*** Data shown Section Begins ***

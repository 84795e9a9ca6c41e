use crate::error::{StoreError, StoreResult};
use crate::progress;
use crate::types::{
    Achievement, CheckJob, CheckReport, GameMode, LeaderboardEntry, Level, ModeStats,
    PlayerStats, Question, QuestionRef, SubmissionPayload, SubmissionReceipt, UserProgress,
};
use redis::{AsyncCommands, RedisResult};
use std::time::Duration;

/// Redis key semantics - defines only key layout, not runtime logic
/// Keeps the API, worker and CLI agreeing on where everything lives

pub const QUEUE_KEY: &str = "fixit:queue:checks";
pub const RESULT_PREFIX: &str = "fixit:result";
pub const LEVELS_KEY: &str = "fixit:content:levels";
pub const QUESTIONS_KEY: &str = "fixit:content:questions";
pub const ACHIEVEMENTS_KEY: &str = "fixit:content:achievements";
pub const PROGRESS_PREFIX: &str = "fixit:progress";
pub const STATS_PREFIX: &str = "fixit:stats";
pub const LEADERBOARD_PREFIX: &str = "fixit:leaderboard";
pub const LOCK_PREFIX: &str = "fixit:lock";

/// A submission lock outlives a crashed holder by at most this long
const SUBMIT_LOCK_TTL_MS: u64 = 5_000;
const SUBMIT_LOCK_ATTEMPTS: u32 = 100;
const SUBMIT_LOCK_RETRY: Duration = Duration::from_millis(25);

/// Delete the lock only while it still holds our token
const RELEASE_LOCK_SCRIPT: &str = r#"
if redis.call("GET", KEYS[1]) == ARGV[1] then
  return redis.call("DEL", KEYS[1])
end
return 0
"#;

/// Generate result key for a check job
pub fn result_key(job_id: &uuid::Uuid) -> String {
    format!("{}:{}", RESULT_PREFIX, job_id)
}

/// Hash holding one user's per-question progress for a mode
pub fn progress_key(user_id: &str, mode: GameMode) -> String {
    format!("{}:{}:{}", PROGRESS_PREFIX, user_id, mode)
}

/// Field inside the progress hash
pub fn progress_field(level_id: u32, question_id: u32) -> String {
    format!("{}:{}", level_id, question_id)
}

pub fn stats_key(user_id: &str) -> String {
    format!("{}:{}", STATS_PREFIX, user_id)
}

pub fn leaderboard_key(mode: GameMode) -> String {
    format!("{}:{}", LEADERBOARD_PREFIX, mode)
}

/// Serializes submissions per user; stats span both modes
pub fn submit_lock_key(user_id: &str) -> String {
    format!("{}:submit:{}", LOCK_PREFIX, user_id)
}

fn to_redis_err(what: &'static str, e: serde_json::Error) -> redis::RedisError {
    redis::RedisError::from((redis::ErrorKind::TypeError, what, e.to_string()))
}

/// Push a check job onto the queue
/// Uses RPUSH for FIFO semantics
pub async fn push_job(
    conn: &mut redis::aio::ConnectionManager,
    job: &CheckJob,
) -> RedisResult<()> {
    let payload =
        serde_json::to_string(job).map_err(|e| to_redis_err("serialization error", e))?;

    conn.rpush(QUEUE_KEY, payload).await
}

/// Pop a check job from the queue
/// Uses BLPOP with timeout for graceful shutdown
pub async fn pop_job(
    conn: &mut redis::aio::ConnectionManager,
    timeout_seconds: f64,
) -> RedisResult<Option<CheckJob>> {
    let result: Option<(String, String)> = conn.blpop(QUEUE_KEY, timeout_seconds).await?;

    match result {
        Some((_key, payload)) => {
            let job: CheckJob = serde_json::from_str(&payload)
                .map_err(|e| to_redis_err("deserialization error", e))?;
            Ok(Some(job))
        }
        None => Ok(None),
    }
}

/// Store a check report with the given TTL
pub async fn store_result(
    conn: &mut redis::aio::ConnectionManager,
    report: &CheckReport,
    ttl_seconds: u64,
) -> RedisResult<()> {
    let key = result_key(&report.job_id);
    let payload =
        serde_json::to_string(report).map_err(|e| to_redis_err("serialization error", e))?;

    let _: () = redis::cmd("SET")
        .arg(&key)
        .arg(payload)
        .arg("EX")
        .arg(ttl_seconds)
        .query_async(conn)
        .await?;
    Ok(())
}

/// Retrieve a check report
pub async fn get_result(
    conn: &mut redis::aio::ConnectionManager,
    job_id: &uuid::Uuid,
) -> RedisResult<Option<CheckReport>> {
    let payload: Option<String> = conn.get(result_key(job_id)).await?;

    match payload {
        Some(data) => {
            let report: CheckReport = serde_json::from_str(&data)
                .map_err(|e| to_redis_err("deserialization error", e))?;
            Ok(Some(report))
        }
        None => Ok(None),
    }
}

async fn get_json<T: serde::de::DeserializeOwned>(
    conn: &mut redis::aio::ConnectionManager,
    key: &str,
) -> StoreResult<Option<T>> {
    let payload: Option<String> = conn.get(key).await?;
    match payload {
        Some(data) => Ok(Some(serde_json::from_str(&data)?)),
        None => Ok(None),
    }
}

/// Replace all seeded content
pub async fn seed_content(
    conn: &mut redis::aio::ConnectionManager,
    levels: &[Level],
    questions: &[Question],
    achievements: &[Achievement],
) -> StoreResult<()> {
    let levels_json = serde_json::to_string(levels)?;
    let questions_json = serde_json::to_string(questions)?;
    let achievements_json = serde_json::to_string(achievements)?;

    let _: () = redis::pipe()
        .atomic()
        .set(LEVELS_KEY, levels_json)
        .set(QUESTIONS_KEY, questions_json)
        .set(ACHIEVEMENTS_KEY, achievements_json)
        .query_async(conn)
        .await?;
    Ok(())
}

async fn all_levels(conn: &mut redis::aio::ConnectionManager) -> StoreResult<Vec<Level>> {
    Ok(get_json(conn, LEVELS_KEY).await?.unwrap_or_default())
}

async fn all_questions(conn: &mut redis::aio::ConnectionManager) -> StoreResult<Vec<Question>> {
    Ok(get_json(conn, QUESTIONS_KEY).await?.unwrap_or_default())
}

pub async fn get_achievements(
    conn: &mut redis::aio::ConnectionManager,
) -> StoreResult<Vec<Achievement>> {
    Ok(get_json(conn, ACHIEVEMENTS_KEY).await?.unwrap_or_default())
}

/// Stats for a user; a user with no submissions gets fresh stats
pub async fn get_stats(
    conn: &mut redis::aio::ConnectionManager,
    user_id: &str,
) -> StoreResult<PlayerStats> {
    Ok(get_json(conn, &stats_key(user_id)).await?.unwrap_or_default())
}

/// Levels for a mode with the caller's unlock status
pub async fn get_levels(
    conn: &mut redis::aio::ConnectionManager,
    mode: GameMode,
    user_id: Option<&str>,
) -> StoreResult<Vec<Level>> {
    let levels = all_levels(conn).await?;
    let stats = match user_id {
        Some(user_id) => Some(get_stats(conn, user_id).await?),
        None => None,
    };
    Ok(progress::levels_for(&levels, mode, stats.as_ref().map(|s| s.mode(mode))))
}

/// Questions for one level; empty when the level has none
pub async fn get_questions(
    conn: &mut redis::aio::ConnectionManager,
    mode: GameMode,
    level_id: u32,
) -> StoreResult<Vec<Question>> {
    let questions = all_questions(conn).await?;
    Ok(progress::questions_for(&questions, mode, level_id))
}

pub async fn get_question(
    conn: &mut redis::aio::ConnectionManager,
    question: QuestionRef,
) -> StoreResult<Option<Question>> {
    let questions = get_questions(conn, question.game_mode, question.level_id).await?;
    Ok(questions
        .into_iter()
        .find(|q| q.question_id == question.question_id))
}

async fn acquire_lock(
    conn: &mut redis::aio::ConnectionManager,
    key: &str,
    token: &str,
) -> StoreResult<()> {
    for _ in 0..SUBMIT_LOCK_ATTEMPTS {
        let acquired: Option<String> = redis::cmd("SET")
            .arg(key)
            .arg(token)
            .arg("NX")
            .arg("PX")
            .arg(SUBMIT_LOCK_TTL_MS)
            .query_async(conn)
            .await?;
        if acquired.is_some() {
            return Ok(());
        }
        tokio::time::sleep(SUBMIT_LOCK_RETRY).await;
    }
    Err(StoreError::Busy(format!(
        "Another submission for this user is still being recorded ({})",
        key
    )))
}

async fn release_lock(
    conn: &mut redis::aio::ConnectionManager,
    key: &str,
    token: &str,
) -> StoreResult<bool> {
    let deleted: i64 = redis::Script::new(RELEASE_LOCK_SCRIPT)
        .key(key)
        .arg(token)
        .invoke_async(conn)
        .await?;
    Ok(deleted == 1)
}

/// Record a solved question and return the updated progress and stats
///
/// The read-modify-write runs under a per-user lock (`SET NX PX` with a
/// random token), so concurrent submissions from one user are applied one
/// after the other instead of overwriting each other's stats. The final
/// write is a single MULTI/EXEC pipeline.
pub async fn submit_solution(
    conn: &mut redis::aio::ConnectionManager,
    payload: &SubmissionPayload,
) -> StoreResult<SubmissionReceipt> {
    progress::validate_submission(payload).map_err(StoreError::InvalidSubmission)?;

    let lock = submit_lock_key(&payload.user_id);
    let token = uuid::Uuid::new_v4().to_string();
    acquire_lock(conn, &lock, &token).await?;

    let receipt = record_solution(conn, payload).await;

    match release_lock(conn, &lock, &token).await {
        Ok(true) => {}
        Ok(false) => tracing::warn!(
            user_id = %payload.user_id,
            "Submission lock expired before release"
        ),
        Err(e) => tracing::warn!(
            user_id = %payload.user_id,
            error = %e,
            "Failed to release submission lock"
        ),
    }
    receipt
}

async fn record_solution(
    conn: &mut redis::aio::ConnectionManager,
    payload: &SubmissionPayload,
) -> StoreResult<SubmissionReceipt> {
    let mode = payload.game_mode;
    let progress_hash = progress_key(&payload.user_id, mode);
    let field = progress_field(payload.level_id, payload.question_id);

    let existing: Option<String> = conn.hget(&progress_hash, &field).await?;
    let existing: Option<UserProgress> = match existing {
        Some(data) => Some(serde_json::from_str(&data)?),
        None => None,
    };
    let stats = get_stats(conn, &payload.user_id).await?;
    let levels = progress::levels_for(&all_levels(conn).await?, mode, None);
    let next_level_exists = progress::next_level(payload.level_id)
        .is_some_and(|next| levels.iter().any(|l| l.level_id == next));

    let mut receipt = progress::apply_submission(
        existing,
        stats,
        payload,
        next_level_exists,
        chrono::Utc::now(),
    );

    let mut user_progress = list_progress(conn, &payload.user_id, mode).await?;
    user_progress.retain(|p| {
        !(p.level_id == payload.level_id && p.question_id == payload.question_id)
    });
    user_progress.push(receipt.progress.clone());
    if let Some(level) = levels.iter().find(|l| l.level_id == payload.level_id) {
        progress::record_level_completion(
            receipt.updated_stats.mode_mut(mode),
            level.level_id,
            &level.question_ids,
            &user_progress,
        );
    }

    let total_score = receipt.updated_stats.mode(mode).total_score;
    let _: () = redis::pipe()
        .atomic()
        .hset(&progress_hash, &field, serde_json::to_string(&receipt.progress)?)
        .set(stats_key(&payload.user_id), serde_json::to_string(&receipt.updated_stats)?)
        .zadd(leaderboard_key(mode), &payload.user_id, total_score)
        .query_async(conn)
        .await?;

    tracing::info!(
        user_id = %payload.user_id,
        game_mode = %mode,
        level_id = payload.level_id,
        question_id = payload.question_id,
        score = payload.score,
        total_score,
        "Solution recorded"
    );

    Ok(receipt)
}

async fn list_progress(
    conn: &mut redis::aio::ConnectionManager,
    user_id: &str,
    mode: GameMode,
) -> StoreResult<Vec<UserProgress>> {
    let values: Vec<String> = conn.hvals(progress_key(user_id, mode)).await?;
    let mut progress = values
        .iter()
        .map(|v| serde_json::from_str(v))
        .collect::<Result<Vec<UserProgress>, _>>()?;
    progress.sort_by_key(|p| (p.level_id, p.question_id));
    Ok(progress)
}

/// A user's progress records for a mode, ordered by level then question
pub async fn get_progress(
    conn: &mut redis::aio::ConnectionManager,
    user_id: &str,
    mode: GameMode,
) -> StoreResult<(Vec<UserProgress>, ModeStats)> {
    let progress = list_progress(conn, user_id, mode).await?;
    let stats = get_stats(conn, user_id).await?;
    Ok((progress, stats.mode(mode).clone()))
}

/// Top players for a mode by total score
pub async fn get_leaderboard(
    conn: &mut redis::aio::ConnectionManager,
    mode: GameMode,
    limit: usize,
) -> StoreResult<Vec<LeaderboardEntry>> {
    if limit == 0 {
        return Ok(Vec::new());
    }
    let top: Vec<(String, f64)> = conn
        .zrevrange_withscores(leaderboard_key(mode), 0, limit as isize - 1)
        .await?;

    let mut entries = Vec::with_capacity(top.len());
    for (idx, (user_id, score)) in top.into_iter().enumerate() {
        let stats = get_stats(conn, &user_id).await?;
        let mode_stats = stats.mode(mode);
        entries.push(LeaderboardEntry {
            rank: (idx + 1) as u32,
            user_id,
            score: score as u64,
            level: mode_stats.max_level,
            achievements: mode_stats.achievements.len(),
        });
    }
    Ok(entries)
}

*** Data shown Section Ends ***

Work to be completed —
Copy out each line of the data where the string "then" appears.

Response to the task —
if redis.call("GET", KEYS[1]) == ARGV[1] then
/// A user's progress records for a mode, ordered by level then question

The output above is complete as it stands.